**Exercise prompt**
Copy out again, unchanged, the listing below from the line that has "use thiserror::Error;" through the line that has "pub const ACCOUNT_ID_PREFIX_MESSAGE: &str".

**Source information**

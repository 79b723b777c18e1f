// 📋 Validation Report - identity key → ordered error lines
// Keys keep the order of first appearance in the input batch

use serde::ser::SerializeMap;
use serde::{Deserialize, Serialize, Serializer};
use std::collections::{BTreeMap, HashMap};

// ============================================================================
// VALIDATION REPORT
// ============================================================================

#[derive(Debug, Clone, Default, PartialEq, Eq)]
pub struct ValidationReport {
    entries: Vec<(String, Vec<String>)>,
    index: HashMap<String, usize>,
}

impl ValidationReport {
    pub fn new() -> Self {
        Self::default()
    }

    /// Error list for `key`, created empty on first use
    pub fn entry(&mut self, key: &str) -> &mut Vec<String> {
        let position = match self.index.get(key) {
            Some(&position) => position,
            None => {
                self.entries.push((key.to_string(), Vec::new()));
                let position = self.entries.len() - 1;
                self.index.insert(key.to_string(), position);
                position
            }
        };
        &mut self.entries[position].1
    }

    pub fn get(&self, key: &str) -> Option<&[String]> {
        self.index
            .get(key)
            .map(|&position| self.entries[position].1.as_slice())
    }

    pub fn contains_key(&self, key: &str) -> bool {
        self.index.contains_key(key)
    }

    /// True when `key` is present and has no errors
    pub fn is_valid(&self, key: &str) -> bool {
        self.get(key).is_some_and(|errors| errors.is_empty())
    }

    pub fn len(&self) -> usize {
        self.entries.len()
    }

    pub fn is_empty(&self) -> bool {
        self.entries.is_empty()
    }

    pub fn keys(&self) -> impl Iterator<Item = &str> {
        self.entries.iter().map(|(key, _)| key.as_str())
    }

    pub fn iter(&self) -> impl Iterator<Item = (&str, &[String])> {
        self.entries
            .iter()
            .map(|(key, errors)| (key.as_str(), errors.as_slice()))
    }

    /// Aggregate counts over the whole report
    pub fn summary(&self) -> BatchSummary {
        let mut errors_by_kind = BTreeMap::new();
        let mut total_errors = 0;

        for (_, errors) in self.iter() {
            for line in errors {
                total_errors += 1;
                let kind = line.split(':').next().unwrap_or(line.as_str()).to_string();
                *errors_by_kind.entry(kind).or_insert(0) += 1;
            }
        }

        let valid_customers = self.iter().filter(|(_, errors)| errors.is_empty()).count();

        BatchSummary {
            total_customers: self.len(),
            valid_customers,
            invalid_customers: self.len() - valid_customers,
            total_errors,
            errors_by_kind,
        }
    }
}

// Serialized as a JSON object in insertion order
impl Serialize for ValidationReport {
    fn serialize<S: Serializer>(&self, serializer: S) -> Result<S::Ok, S::Error> {
        let mut map = serializer.serialize_map(Some(self.entries.len()))?;
        for (key, errors) in &self.entries {
            map.serialize_entry(key, errors)?;
        }
        map.end()
    }
}

// ============================================================================
// BATCH SUMMARY
// ============================================================================

#[derive(Debug, Clone, PartialEq, Eq, Serialize, Deserialize)]
pub struct BatchSummary {
    pub total_customers: usize,
    pub valid_customers: usize,
    pub invalid_customers: usize,
    pub total_errors: usize,
    pub errors_by_kind: BTreeMap<String, usize>,
}

impl BatchSummary {
    pub fn summary(&self) -> String {
        let kinds: Vec<String> = self
            .errors_by_kind
            .iter()
            .map(|(kind, count)| format!("{}={}", kind, count))
            .collect();

        format!(
            "{} customers: {} valid, {} invalid | {} errors ({})",
            self.total_customers,
            self.valid_customers,
            self.invalid_customers,
            self.total_errors,
            kinds.join(", ")
        )
    }
}

// ============================================================================
// TESTS
// ============================================================================
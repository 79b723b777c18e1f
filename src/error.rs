// ⚠️ Validation Errors - one variant per customer rule
// Rule violations end up in the report, faults only in the log

use thiserror::Error;

// ============================================================================
// MESSAGES
// ============================================================================

pub const EMPTY_NAME_MESSAGE: &str = "Empty name or/and surname";
pub const UNDERAGE_MESSAGE: &str = "The client's age cannot be less than 18 years!";
pub const ACCOUNT_ID_LENGTH_MESSAGE: &str = "Incorrect Length of IBAN!";
pub const ACCOUNT_ID_PREFIX_MESSAGE: &str = "The first two characters must be letters!";
pub const ACCOUNT_ID_DIGITS_MESSAGE: &str = "The last twenty characters must be digits!";

/// Separator between account identifier sub-messages
pub const MESSAGE_SEPARATOR: &str = "; ";

// ============================================================================
// VALIDATION ERROR
// ============================================================================

#[derive(Debug, Clone, PartialEq, Eq, Error)]
pub enum ValidationError {
    /// First name or last name is empty
    #[error("{}", EMPTY_NAME_MESSAGE)]
    Name,

    /// Customer is younger than the minimum age
    #[error("{}", UNDERAGE_MESSAGE)]
    Age,

    /// Account identifier failed one or more format checks (in check order)
    #[error("{}", .0.join(MESSAGE_SEPARATOR))]
    AccountId(Vec<&'static str>),

    /// Birth date has no parseable year component
    #[error("cannot read a birth year from '{birth_date}'")]
    MalformedBirthDate { birth_date: String },
}

impl ValidationError {
    /// Kind label used as the report line prefix
    pub fn kind(&self) -> &'static str {
        match self {
            ValidationError::Name => "NameError",
            ValidationError::Age => "AgeError",
            ValidationError::AccountId(_) => "AccountIdError",
            ValidationError::MalformedBirthDate { .. } => "MalformedBirthDate",
        }
    }

    /// True for the three customer rules, false for input faults
    pub fn is_rule_violation(&self) -> bool {
        !matches!(self, ValidationError::MalformedBirthDate { .. })
    }

    /// Format as `"<Kind>: <message>"`
    pub fn report_line(&self) -> String {
        format!("{}: {}", self.kind(), self)
    }
}

// ============================================================================
// TESTS
// ============================================================================
use std::fs::File;
use std::io::{self, Write};
use std::path::{Path, PathBuf};
use std::process::{Child, Command, Output, Stdio};

use tracing::debug;

use super::{ToolCommand, ToolRunner};
use crate::error::{Result, SrtError};

/// Runs commands on the host, optionally inside a working directory
#[derive(Debug, Default, Clone)]
pub struct SystemRunner {
    workdir: Option<PathBuf>,
}

impl SystemRunner {
    pub fn new() -> Self {
        SystemRunner::default()
    }

    pub fn in_dir(workdir: impl Into<PathBuf>) -> Self {
        SystemRunner {
            workdir: Some(workdir.into()),
        }
    }

    fn command(&self, tool: &ToolCommand) -> Command {
        let mut cmd = Command::new(&tool.program);
        cmd.args(&tool.args);
        for (key, value) in &tool.env {
            cmd.env(key, value);
        }
        if let Some(dir) = &self.workdir {
            cmd.current_dir(dir);
        }
        cmd
    }

    fn spawn(&self, tool: &ToolCommand, cmd: &mut Command) -> Result<Child> {
        cmd.spawn()
            .map_err(|e| SrtError::tool(&tool.program, -1, format!("cannot execute: {}", e)))
    }
}

/// Stops a producer whose consumer never started
fn reap(child: &mut Child) {
    let _ = child.kill();
    let _ = child.wait();
}

fn check(tool: &ToolCommand, output: Output) -> Result<String> {
    finish(tool, output, &mut io::stderr().lock())
}

/// Stdout of a finished tool. Its stderr carries reports such as the
/// `git push -n` ref list, so on success it is passed on to `diagnostics`.
fn finish(tool: &ToolCommand, output: Output, diagnostics: &mut dyn Write) -> Result<String> {
    if !output.status.success() {
        return Err(SrtError::tool(
            &tool.program,
            output.status.code().unwrap_or(-1),
            String::from_utf8_lossy(&output.stderr).trim(),
        ));
    }
    if !output.stderr.is_empty() {
        diagnostics.write_all(&output.stderr)?;
        diagnostics.flush()?;
    }
    let stdout = String::from_utf8_lossy(&output.stdout).trim().to_string();
    debug!("     {}", stdout);
    Ok(stdout)
}

impl ToolRunner for SystemRunner {
    fn run(&self, command: &ToolCommand) -> Result<String> {
        debug!("run: {}", command);
        let output = self
            .command(command)
            .stdin(Stdio::inherit())
            .stderr(Stdio::piped())
            .output()
            .map_err(|e| SrtError::tool(&command.program, -1, format!("cannot execute: {}", e)))?;
        check(command, output)
    }

    fn pipe(&self, producer: &ToolCommand, consumer: &ToolCommand) -> Result<String> {
        debug!("run: {} | {}", producer, consumer);
        let mut first = self.spawn(producer, self.command(producer).stdout(Stdio::piped()))?;
        let stdout = first
            .stdout
            .take()
            .ok_or_else(|| SrtError::tool(&producer.program, -1, "stdout not captured"))?;

        let second = match self.spawn(
            consumer,
            self.command(consumer)
                .stdin(Stdio::from(stdout))
                .stdout(Stdio::piped())
                .stderr(Stdio::piped()),
        ) {
            Ok(child) => child,
            Err(e) => {
                reap(&mut first);
                return Err(e);
            }
        };
        let output = second.wait_with_output()?;
        let status = first.wait()?;
        if !status.success() {
            return Err(SrtError::tool(&producer.program, status.code().unwrap_or(-1), ""));
        }
        check(consumer, output)
    }

    fn pipe_to_file(
        &self,
        producer: &ToolCommand,
        consumer: &ToolCommand,
        output: &Path,
    ) -> Result<()> {
        debug!("run: {} | {} > {}", producer, consumer, output.display());
        let file = File::create(output)?;
        let mut first = self.spawn(producer, self.command(producer).stdout(Stdio::piped()))?;
        let stdout = first
            .stdout
            .take()
            .ok_or_else(|| SrtError::tool(&producer.program, -1, "stdout not captured"))?;

        let mut second = match self.spawn(
            consumer,
            self.command(consumer)
                .stdin(Stdio::from(stdout))
                .stdout(Stdio::from(file)),
        ) {
            Ok(child) => child,
            Err(e) => {
                reap(&mut first);
                return Err(e);
            }
        };
        let consumer_status = second.wait()?;
        let producer_status = first.wait()?;

        if !producer_status.success() {
            return Err(SrtError::tool(
                &producer.program,
                producer_status.code().unwrap_or(-1),
                "",
            ));
        }
        if !consumer_status.success() {
            return Err(SrtError::tool(
                &consumer.program,
                consumer_status.code().unwrap_or(-1),
                "",
            ));
        }
        Ok(())
    }
}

**Answer space**
use thiserror::Error;

// ============================================================================
// MESSAGES
// ============================================================================

pub const EMPTY_NAME_MESSAGE: &str = "Empty name or/and surname";
pub const UNDERAGE_MESSAGE: &str = "The client's age cannot be less than 18 years!";
pub const ACCOUNT_ID_LENGTH_MESSAGE: &str = "Incorrect Length of IBAN!";
pub const ACCOUNT_ID_PREFIX_MESSAGE: &str = "The first two characters must be letters!";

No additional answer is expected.